Una sensazione di potenza assoluta, il brivido di avercela fatta, la gioia immensa di essere li vivo a goderti quel momento, la sensazione di accarezzare le nuvole e il cielo con le dita ... di guardare Dio faccia a faccia (se solo esistesse) e di potergli dare del tu.

Il silenzio assoluto, privo di qualsiasi rumore, persino il vento e il cuore si fermano, smarriti nella maestosità del tutto, un silenzio che dura in eterno, un tempo infinito, nessun tempo, un silenzio che sembra esserci sempre stato, come se non fossero mai esistiti i suoni, come se non fosse il rumore; poi all’improvviso, senti le voci della natura mormorare e sono fruscii di foglie, versi di animali, garrire d’acque cristalline, le cortecce degli alberi suonate dal vento, come se il flauto, l’oboe, l’ottavino, il corno, il fagotto, il clarinetto, i violini, le viole, i violoncelli, i contrabbassi, ..., iniziassero ad intonare in successione le prime note di una Sinfonia.

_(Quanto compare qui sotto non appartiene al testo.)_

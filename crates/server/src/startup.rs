use std::net::SocketAddr;

use axum::Router;
use configs::AppConfig;
use migration::MigratorTrait;
use tower_http::cors::CorsLayer;
use tracing::{info, warn};

use crate::errors::StartupError;
use crate::routes::{self, auth::ServerState};

fn build_cors() -> CorsLayer {
    CorsLayer::very_permissive()
}

fn bind_addr(cfg: &AppConfig) -> Result<SocketAddr, StartupError> {
    format!("{}:{}", cfg.server.host, cfg.server.port)
        .parse()
        .map_err(|e| StartupError::InvalidConfig(format!("server address: {}", e)))
}

/// Seed the configured admin account if it does not exist yet.
async fn bootstrap_admin(state: &ServerState, cfg: &AppConfig) -> anyhow::Result<()> {
    let (Some(email), Some(password)) = (&cfg.auth.bootstrap_admin_email, &cfg.auth.bootstrap_admin_password) else {
        return Ok(());
    };
    match state.auth.ensure_admin("Administrator", email, password).await? {
        Some(user) => info!(user_id = %user.id, email = %user.email, "bootstrap admin created"),
        None => info!(email = %email, "bootstrap admin already present"),
    }
    Ok(())
}

async fn shutdown_signal() {
    if let Err(e) = tokio::signal::ctrl_c().await {
        warn!(error = %e, "failed to listen for Ctrl+C");
        return;
    }
    info!("received Ctrl+C, shutting down");
}

/// Public entry: connect, migrate, build the app and serve until Ctrl+C
pub async fn run(cfg: AppConfig) -> anyhow::Result<()> {
    let db = models::db::connect_with_config(&cfg.database).await?;
    migration::Migrator::up(&db, None).await?;
    info!("database migrations applied");

    let mailer = service::notify::mailer_from_config(&cfg.mail)?;
    let state = ServerState::from_db(db, (&cfg.auth).into(), mailer);
    bootstrap_admin(&state, &cfg).await?;

    let app: Router = routes::build_router(state, build_cors());

    let addr = bind_addr(&cfg)?;
    info!(%addr, "starting server");
    let listener = tokio::net::TcpListener::bind(addr).await?;
    axum::serve(listener, app)
        .with_graceful_shutdown(shutdown_signal())
        .await?;
    info!("server stopped");
    Ok(())
}

#[cfg(test)]
mod tests {
    use super::*;

    #[test]
    fn bind_addr_rejects_bad_host() {
        let mut cfg = configs::load_from_str("").unwrap();
        cfg.server.host = "not a host".into();
        assert!(matches!(bind_addr(&cfg), Err(StartupError::InvalidConfig(_))));
        cfg.server.host = "127.0.0.1".into();
        cfg.server.port = 8081;
        assert_eq!(bind_addr(&cfg).unwrap().port(), 8081);
    }
}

All’inizio è un andante in cui gli ottoni (tromboni e cimbasso) seguono una melodia di corale in piano maestoso, infranto per due volte dalle esplosioni improvvise di tutta l’orchestra che, altrettanto improvvisamente, ritorna alla melodia corale come se nulla fosse successo, seguita dal passaggio cromatico degli archi, degli ottoni e del tamburo militare che ci trasportano verso un allegro, che inizia in tonalità minore per farsi via via sempre più minaccioso con l’intervento di tutta l’orchestra a cui segue ancora un breve ritorno della melodia corale.

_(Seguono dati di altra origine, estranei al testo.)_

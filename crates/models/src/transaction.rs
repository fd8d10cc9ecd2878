use sea_orm::{entity::prelude::*, Set, DatabaseConnection};
use uuid::Uuid;
use chrono::Utc;
use serde::{Deserialize, Serialize};

use crate::enums::Status;
use crate::{errors, user};

#[derive(Clone, Debug, PartialEq, DeriveEntityModel, Serialize, Deserialize)]
#[sea_orm(table_name = "transaction")]
pub struct Model {
    #[sea_orm(primary_key, auto_increment = false)]
    pub id: Uuid,
    pub user_id: Uuid,
    /// Ordered product references; resolved at read time.
    pub product_ids: Vec<Uuid>,
    pub status: Status,
    pub date: DateTimeWithTimeZone,
    pub created_at: DateTimeWithTimeZone,
    pub updated_at: DateTimeWithTimeZone,
}

#[derive(Copy, Clone, Debug, EnumIter)]
pub enum Relation { User }

impl RelationTrait for Relation {
    fn def(&self) -> RelationDef {
        match self {
            Relation::User => Entity::belongs_to(user::Entity)
                .from(Column::UserId)
                .to(user::Column::Id)
                .into(),
        }
    }
}

impl Related<user::Entity> for Entity {
    fn to() -> RelationDef { Relation::User.def() }
}

impl ActiveModelBehavior for ActiveModel {}

#[derive(Clone, Debug)]
pub struct NewTransaction {
    pub user_id: Uuid,
    pub product_ids: Vec<Uuid>,
    pub date: DateTimeWithTimeZone,
}

pub async fn create(db: &DatabaseConnection, input: NewTransaction) -> Result<Model, errors::ModelError> {
    let now = Utc::now().into();
    let am = ActiveModel {
        id: Set(Uuid::new_v4()),
        user_id: Set(input.user_id),
        product_ids: Set(input.product_ids),
        status: Set(Status::Pending),
        date: Set(input.date),
        created_at: Set(now),
        updated_at: Set(now),
    };
    Ok(am.insert(db).await?)
}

Poi senti l’oboe e il clarinetto, sostenuti da timidi pizzicati degli archi, indi l’orchestra intera intona il fortissimo, come se allo stato di stanchezza, di prostrazione e di malinconia, volesse contrapporre un poderoso slancio di riscossa, che si chiude con la tromba che riacciuffa la sinfonia principale, mentre il flauto, l’ottavino e il clarinetto chioccolano come fringuelli in terzine di semicrome.

E cominci a sentire le parole, a sentire che quella musica dice qualcosa anche alla tua testa, oltre che al corpo e al cuore, cominci ad intonare tutto te stesso, tutta la tua anima, con le sue note, con quelle immagini, con quelle parole, con quell’aria che respiri, e non distingui più i pensieri dalle emozioni, ciò che senti da ciò che percepisci, e si spande nell’aria e vibra in ogni parte del tuo corpo un coro che canta: “ ... Arpa d'or dei fatidici vati, perché muta dal salice pendi? ...”. (Temistocle Solera, Va pensiero, dal libretto dell’opera Nabucco).

Un canto che si chiude in tonalità maggiore, con un crescendo in cui l’orchestra mostra tutta la sua forza, la sua potenza e il suono impetuosamente si spande, si solleva in alto e ridiscende su di noi inondandoci come un’enorme e fragorosa cascata di suoni e di colori.






Questo post è un omaggio al grande compositore Giuseppe Verdi, in occasione del secondo centenario della sua nascita, uno dei pochi che ancora mi fa sentire orgoglioso di essere italiano.